Hyak is a supercomputer system that may or may not be relevant to your research project. For example, if you're running code on a huge dataset, you might want to use Hyak. You can learn more about it at:

  • Hyak, which has various links to tutorials/documentation as well. We used to use Hyak-ikt but are transitioning to Hyak-mox, information about which can be found [here].

If you want to get an account and get set up on Hyak, look at the Hyak Set-Up page:

Kibo is a server we use, hosted at NU:

Nada is used for backups.

When using servers, these pages might be helpful:

  • CommunityData:Tmux — You can use tmux (terminal multiplexer) to keep a persistent session on a server, even if you're not logged into the server. This is especially helpful when you ssh to a server and then run a job that runs for quite a while and then you can't stay logged in the whole time. Check out the tmux git repo or its Wikipedia page for more information about this.
  • CommunityData:Hyak Spark — Spark is a powerful tool that helps build programs dealing with large datasets.

Re: Wiki Data

  • CommunityData:ORES - Using ORES with wikipedia data
  • CommunityData:Wikia data — Documents information about how to get and validate wikia dumps.
  • CommunityData:Wikiq - Wikiq is a handy tool we use to process Wikipedia XML dumps, outputting dumps as tsv (which can then be easily processed by the very powerful Spark).

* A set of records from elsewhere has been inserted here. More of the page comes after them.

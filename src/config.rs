//! Immutable run configuration and its validation errors.
//!
//! A [`RunConfig`] is built once, before any network activity, and handed to
//! the [`FetchLoop`](crate::fetch::FetchLoop) by reference. Nothing in the
//! core reads process-wide flags.

use std::path::PathBuf;

use thiserror::Error;

use crate::fetch::{Headers, UrlTemplate, parse_header_spec};

/// Default number of segments fetched per benchmark repeat.
pub const DEFAULT_MAX_SEGMENTS: u32 = 150;

/// Default number of benchmark repeats.
pub const DEFAULT_MAX_REPEATS: u32 = 1;

/// Errors detected while assembling the run configuration.
#[derive(Debug, Clone, Error, PartialEq, Eq)]
pub enum ConfigError {
    /// The benchmark URL pattern does not contain the segment placeholder.
    #[error("URL pattern '{pattern}' does not contain the placeholder '{placeholder}'")]
    MissingPlaceholder {
        /// The offending pattern.
        pattern: String,
        /// The placeholder that was expected.
        placeholder: &'static str,
    },

    /// A header piece lacks the `name: value` separator.
    #[error("malformed header '{piece}': expected 'name: value'")]
    MalformedHeader {
        /// The trimmed piece that failed to parse.
        piece: String,
    },

    /// Both a plain and a hex-encoded body were supplied.
    #[error("only one of --body and --body-hex may be set")]
    BodyConflict,

    /// The hex-encoded body could not be decoded.
    #[error("invalid --body-hex value: {reason}")]
    InvalidHexBody {
        /// Decoder message.
        reason: String,
    },

    /// Benchmark mode was requested without a URL pattern.
    #[error("--benchmark requires --benchmark-file-url")]
    MissingBenchmarkPattern,

    /// No URL was available to derive the connect target from.
    #[error("a target URL is required (positional argument or --benchmark-file-url)")]
    MissingTarget,

    /// The target URL could not be parsed.
    #[error("invalid target URL '{url}': {reason}")]
    InvalidTarget {
        /// The URL as given.
        url: String,
        /// Parser message.
        reason: String,
    },
}

/// How URLs are produced for a run.
#[derive(Debug, Clone)]
pub enum RunMode {
    /// Render `template` for every segment of every repeat.
    Benchmark {
        /// The original, never-mutated URL pattern.
        template: UrlTemplate,
        /// Segments per repeat.
        max_segments: u32,
        /// Number of repeats.
        max_repeats: u32,
    },
    /// Read URLs (or the exit command) from a line-oriented input stream.
    Interactive,
}

impl RunMode {
    /// Short label used in logs and the run summary.
    #[must_use]
    pub fn label(&self) -> &'static str {
        match self {
            Self::Benchmark { .. } => "benchmark",
            Self::Interactive => "interactive",
        }
    }
}

/// Configuration captured before the fetch loop starts.
#[derive(Debug, Clone)]
pub struct RunConfig {
    /// Folder the response bodies are written into.
    pub folder: PathBuf,
    /// Benchmark or interactive.
    pub mode: RunMode,
    /// Extra request headers, in declaration order.
    pub headers: Headers,
    /// Request body; a non-empty body turns requests into POSTs.
    pub body: Vec<u8>,
    /// Suppress per-request size markers and hex dumps.
    pub quiet: bool,
    /// Persist response bodies to `folder`.
    pub write_files: bool,
    /// Hex-dump request and response bodies (set when the body came in as hex).
    pub hex_dump: bool,
    /// Treat 3xx statuses as success.
    pub redirect_is_success: bool,
    /// End the run cleanly when the transport reports a protocol version mismatch.
    pub version_mismatch_ok: bool,
}

impl RunConfig {
    /// Creates an interactive configuration writing into `folder`.
    #[must_use]
    pub fn new(folder: impl Into<PathBuf>) -> Self {
        Self {
            folder: folder.into(),
            mode: RunMode::Interactive,
            headers: Headers::default(),
            body: Vec::new(),
            quiet: false,
            write_files: true,
            hex_dump: false,
            redirect_is_success: false,
            version_mismatch_ok: false,
        }
    }

    /// Switches to benchmark mode over `pattern`.
    ///
    /// # Errors
    ///
    /// Returns [`ConfigError::MissingPlaceholder`] if the pattern has no placeholder.
    pub fn benchmark(
        mut self,
        pattern: &str,
        max_segments: u32,
        max_repeats: u32,
    ) -> Result<Self, ConfigError> {
        self.mode = RunMode::Benchmark {
            template: UrlTemplate::new(pattern)?,
            max_segments,
            max_repeats,
        };
        Ok(self)
    }

    /// Parses and sets the semicolon-separated header list.
    ///
    /// # Errors
    ///
    /// Returns [`ConfigError::MalformedHeader`] for a piece without `:`.
    pub fn with_header_spec(mut self, spec: &str) -> Result<Self, ConfigError> {
        self.headers = parse_header_spec(spec)?;
        Ok(self)
    }

    /// Sets the request body.
    #[must_use]
    pub fn with_body(mut self, body: impl Into<Vec<u8>>) -> Self {
        self.body = body.into();
        self
    }

    /// Sets the redirect-success policy.
    #[must_use]
    pub fn with_redirect_is_success(mut self, redirect_is_success: bool) -> Self {
        self.redirect_is_success = redirect_is_success;
        self
    }

    /// Sets whether response bodies are written to disk.
    #[must_use]
    pub fn with_write_files(mut self, write_files: bool) -> Self {
        self.write_files = write_files;
        self
    }

    /// Sets the quiet flag.
    #[must_use]
    pub fn with_quiet(mut self, quiet: bool) -> Self {
        self.quiet = quiet;
        self
    }

    /// Sets the version-mismatch tolerance.
    #[must_use]
    pub fn with_version_mismatch_ok(mut self, version_mismatch_ok: bool) -> Self {
        self.version_mismatch_ok = version_mismatch_ok;
        self
    }
}

/// Resolves the request body from the plain and hex-encoded alternatives.
///
/// Returns the decoded bytes and whether they came from hex input.
///
/// # Errors
///
/// Returns [`ConfigError::BodyConflict`] when both are non-empty and
/// [`ConfigError::InvalidHexBody`] when the hex does not decode.
pub fn resolve_body(
    body: Option<&str>,
    body_hex: Option<&str>,
) -> Result<(Vec<u8>, bool), ConfigError> {
    let body = body.filter(|b| !b.is_empty());
    let body_hex = body_hex.map(str::trim).filter(|b| !b.is_empty());
    match (body, body_hex) {
        (Some(_), Some(_)) => Err(ConfigError::BodyConflict),
        (None, Some(encoded)) => hex::decode(encoded)
            .map(|bytes| (bytes, true))
            .map_err(|e| ConfigError::InvalidHexBody {
                reason: e.to_string(),
            }),
        (Some(plain), None) => Ok((plain.as_bytes().to_vec(), false)),
        (None, None) => Ok((Vec::new(), false)),
    }
}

Creating Documents and Presentations

Planning

You can develop a research plan in whatever way works best, but one thing that may be useful is the outline of a Matsuzaki-style planning documents. You can see a detailed outline description here to help guide the planning process. If you scroll to the bottom, you'll see who to contact to get some good examples of planning documents.

Also helpful in developing a research plan might be some of the readings in this course taught by Aaron to PhD students: Practice of Scholarship (SP19).

Paper building

We typically write LaTeX documents when writing papers. One option to do this is to use the web-based Overleaf. Another option, using CDSC TeX templates, is detailed here. These comes with some assumptions about your workflow, which you can learn about here: CommunityData:Build papers.

If you're creating graphs and tables or formatting numbers in R that you want to put into a TeX document, you should look at the knitr package.

Some more specific things that might crop up in building the La/TeX document:

  • CommunityData:Embedding fonts in PDFsggplot2 creates PDFs with fonts that are not embedded which, in turn, causes the ACM to bounce our papers back. This page describes how to fix it.

Building presentation slides

Below are some options to creating presentation slides (though, feel free to use what you want and are most comfortable with):

  • CommunityData:Beamer — Beamer is a LaTeX document class for creating presentation slides. This is a link to installing/using Mako's beamer templates.
    • Again, like the CDSC TeX templates, these Beamer templates also come with some assumptions about your workflow, which you can learn about here (again): CommunityData:Build papers.